Pressionada pelo governo Lula da Silva, a Eletrobras deve aumentar o número de vagas reservadas à União em seu Conselho de Administração. Segundo o Estadão, a companhia estaria disposta a ceder 3 assentos ao governo, que hoje conta com apenas 1, e elevar o número de membros dos atuais 9 para 10 ou 11.
O acordo seria a forma que a Eletrobras encontrou para encerrar uma pendenga judicial iniciada por meio de uma Ação Direta de Inconstitucionalidade (Adin) no Supremo Tribunal Federal (STF). Nela, a Advocacia-Geral da União (AGU) questiona trechos da lei que permitiu a privatização da estatal e cobra o restabelecimento do poder de voto da União, uma vez que continua a ser a principal acionista da companhia.
A tese é inacreditável. De maneira marota, o governo não enfrenta a privatização em si nem a aprovação da proposta pela Câmara e pelo Senado. Contrapõe-se, entretanto, a um dos pilares do modelo escolhido para capitalizar a Eletrobras.
Tudo foi feito para garantir que a Eletrobras se tornaria uma corporation, ou seja, uma companhia sem dono, com o controle pulverizado entre vários acionistas. Para assegurar a perenidade do modelo, o poder de voto de cada acionista foi limitado em 10%, independentemente da quantidade de ações detidas – condição definida expressamente na lei.
Com o limite de voto, a companhia estaria protegida de uma eventual oferta de um concorrente privado que tentasse assumir o controle da companhia para formar um oligopólio. Também não estaria mais sujeita à mão pesada do Executivo. Caso um governo eleito após a capitalização tentasse reassumir a companhia, ele teria de pagar o triplo do valor das ações para reestatizá-la, conforme o estatuto.
Não se trata de uma invenção brasileira, mas de um modelo consagrado e adotado por algumas das principais empresas do mundo. Mas, como diria o ex-ministro da Fazenda Pedro Malan, no Brasil até o passado é incerto, e a lei que garantiu a privatização da Eletrobras, proposta pelo Executivo e aprovada pelo Congresso, parece que já não vale mais.
Isso porque o STF, em vez de rejeitar de pronto a ação da AGU, aceitou a sugestão da Procuradoria-Geral da União (PGU) e encaminhou o caso à Câmara de Conciliação e Arbitragem da Administração Federal (CCAF) para que União e Eletrobras tentassem chegar a um acordo. O caso, agora, se encaminha para uma solução evidentemente controversa.
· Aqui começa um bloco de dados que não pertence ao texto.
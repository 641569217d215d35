//! Per-disease phenotype annotation files
//!
//! Each file contains the annotations of a single disease, e.g.
//! `OMIM-100800.tab`. The first line is a header naming the columns,
//! their order is not fixed:
//!
//! ```text
//! Disease ID    Disease Name    Phenotype ID    Phenotype Name    Negation ID    Age of Onset Name
//! OMIM:100800   Achondroplasia  HP:0004322      Short stature                    Congenital onset
//! OMIM:100800   Achondroplasia  HP:0001250      Seizure           NOT
//! ```
use std::fs;
use std::path::{Path, PathBuf};

use tracing::{debug, info, warn};

use crate::annotations::{AnnotationItem, DiseaseAnnotation, DiseaseId, Diseases, Onset};
use crate::{HpoError, HpoResult, HpoTermId};

/// Reads all annotation files of a folder
///
/// Only files whose name starts with `OMIM` and does not end with `~` are read.
///
/// # Errors
///
/// - [`HpoError::CannotOpenFile`]: the folder or one of the files cannot be read
/// - see [`parse_annotations`] for errors in individual files
pub fn load_diseases<P: AsRef<Path>>(folder: P) -> HpoResult<Diseases> {
    let files = annotation_files(folder.as_ref())?;
    info!(
        "Found {} annotation files in {}",
        files.len(),
        folder.as_ref().display()
    );

    let mut diseases = Diseases::new();
    for (idx, path) in files.iter().enumerate() {
        let disease = read_annotation_file(path)?;
        if let Some(previous) = diseases.insert(disease) {
            warn!("Duplicate annotations for {}", previous.id());
        }
        if (idx + 1) % 500 == 0 {
            info!("Parsed {} annotation files", idx + 1);
        }
    }
    Ok(diseases)
}

/// Reads a single annotation file
///
/// # Errors
///
/// - [`HpoError::CannotOpenFile`]: the file cannot be read
/// - see [`parse_annotations`]
pub fn read_annotation_file<P: AsRef<Path>>(path: P) -> HpoResult<DiseaseAnnotation> {
    let filename = path.as_ref().display().to_string();
    let content =
        fs::read_to_string(path).map_err(|_| HpoError::CannotOpenFile(filename.clone()))?;
    parse_annotations(&content, &filename)
}

/// Parses the content of a single annotation file
///
/// Disease id and name are taken from the first annotation line. Lines with
/// missing columns or an invalid term id are skipped.
///
/// # Errors
///
/// - [`HpoError::InvalidInput`]: a header column is missing or the file does
///   not contain a single valid annotation
/// - [`HpoError::ParseIntError`]: the disease id is invalid
///
/// # Examples
///
/// ```
/// use nosology::parser::annotation::parse_annotations;
///
/// let content = "Disease ID\tDisease Name\tPhenotype ID\tNegation ID\tAge of Onset Name\n\
///     OMIM:100800\tAchondroplasia\tHP:0004322\t\tCongenital onset\n\
///     OMIM:100800\tAchondroplasia\tHP:0001250\tNOT\t\n";
/// let disease = parse_annotations(content, "OMIM-100800.tab").unwrap();
///
/// assert_eq!(disease.id().as_u32(), 100800);
/// assert_eq!(disease.name(), "Achondroplasia");
/// assert_eq!(disease.positive_annotations().count(), 1);
/// assert_eq!(disease.congenital_annotations().count(), 1);
/// assert_eq!(disease.negative_annotations().count(), 1);
/// ```
pub fn parse_annotations(content: &str, source: &str) -> HpoResult<DiseaseAnnotation> {
    let mut lines = content.lines();
    let header = lines
        .next()
        .ok_or_else(|| HpoError::InvalidInput(format!("{source} is empty")))?;
    let columns = Columns::from_header(header, source)?;

    let mut disease: Option<DiseaseAnnotation> = None;
    for (idx, line) in lines.enumerate() {
        if line.trim().is_empty() {
            continue;
        }
        let fields: Vec<&str> = line.split('\t').collect();
        if fields.len() <= columns.max_index() {
            warn!(
                "Ignoring line {} of {}: expected at least {} fields, found {}",
                idx + 2,
                source,
                columns.max_index() + 1,
                fields.len()
            );
            continue;
        }

        let term = match HpoTermId::try_from(fields[columns.phenotype].trim()) {
            Ok(term) => term,
            Err(err) => {
                warn!("Ignoring line {} of {}: {}", idx + 2, source, err);
                continue;
            }
        };
        let negated = fields[columns.negation].trim().eq_ignore_ascii_case("NOT");
        let onset = Onset::from_label(fields[columns.onset]);

        if disease.is_none() {
            disease = Some(DiseaseAnnotation::new(
                DiseaseId::try_from(fields[columns.id])?,
                fields[columns.name].trim(),
            ));
        }
        if let Some(disease) = disease.as_mut() {
            disease.add_item(AnnotationItem::new(term, negated, onset));
        }
    }

    match disease {
        Some(disease) => {
            debug!("{} annotations for {}", disease.items().len(), disease);
            Ok(disease)
        }
        None => Err(HpoError::InvalidInput(format!(
            "{source} does not contain any valid annotation"
        ))),
    }
}

/// Positions of the relevant columns
struct Columns {
    id: usize,
    name: usize,
    phenotype: usize,
    negation: usize,
    onset: usize,
}

impl Columns {
    fn from_header(header: &str, source: &str) -> HpoResult<Self> {
        let fields: Vec<&str> = header.split('\t').map(str::trim).collect();
        let position = |column: &str| {
            fields.iter().position(|field| *field == column).ok_or_else(|| {
                HpoError::InvalidInput(format!("column {column} is not present in {source}"))
            })
        };
        Ok(Self {
            id: position("Disease ID")?,
            name: position("Disease Name")?,
            phenotype: position("Phenotype ID")?,
            negation: position("Negation ID")?,
            onset: position("Age of Onset Name")?,
        })
    }

    fn max_index(&self) -> usize {
        [self.id, self.name, self.phenotype, self.negation, self.onset]
            .into_iter()
            .max()
            .unwrap_or_default()
    }
}

fn annotation_files(folder: &Path) -> HpoResult<Vec<PathBuf>> {
    let cannot_open = || HpoError::CannotOpenFile(folder.display().to_string());
    let mut files = Vec::new();
    for entry in fs::read_dir(folder).map_err(|_| cannot_open())? {
        let path = entry.map_err(|_| cannot_open())?.path();
        let Some(name) = path.file_name().and_then(|name| name.to_str()) else {
            continue;
        };
        if path.is_file() && name.starts_with("OMIM") && !name.ends_with('~') {
            files.push(path);
        }
    }
    files.sort();
    Ok(files)
}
Em maio de 2023, por meio de fato relevante, a Eletrobras sustentava que o processo de privatização havia sido conduzido em conformidade com a lei e a Constituição. Por isso, não ofertaria vagas no Conselho de Administração a qualquer acionista, inclusive o governo, mesmo porque seu estatuto não permitia.
No espaço de pouco mais de um ano, a companhia mudou radicalmente de ideia. Não se sabe o que teria acontecido nesse período, mas se desconfia, haja vista a pressão desmedida que o governo tem exercido sobre a Vale.
Afinal, o ministro de Minas e Energia, Alexandre Silveira, nem disfarça sua intenção de influenciar no processo de sucessão da presidência da mineradora. Na semana passada, Silveira disse que não descarta aplicar medidas e sanções mais duras para combater o que ele considera ser uma “arrogância” por parte da empresa.
Não é coincidência que Vale e Eletrobras estejam na mira do governo. Ambas estão entre as maiores empresas do País, ambas são corporation e ambas já foram companhias controladas pela União. E, embora não sejam mais estatais, as duas dependem de decisões governamentais, de atos de agências reguladoras e da manutenção de marcos regulatórios estáveis para tocar seus negócios. Ceder às pressões do governo pode ser o caminho mais fácil, pois o governo sabe como pode atrapalhar – e muito.
O mais absurdo é que essa investida se dá sobre empresas genuinamente brasileiras, que acumulam décadas de atuação no País e que são líderes nos mercados em que operam. É por essas e outras que a imagem do Brasil perante investidores estrangeiros é tão ruim.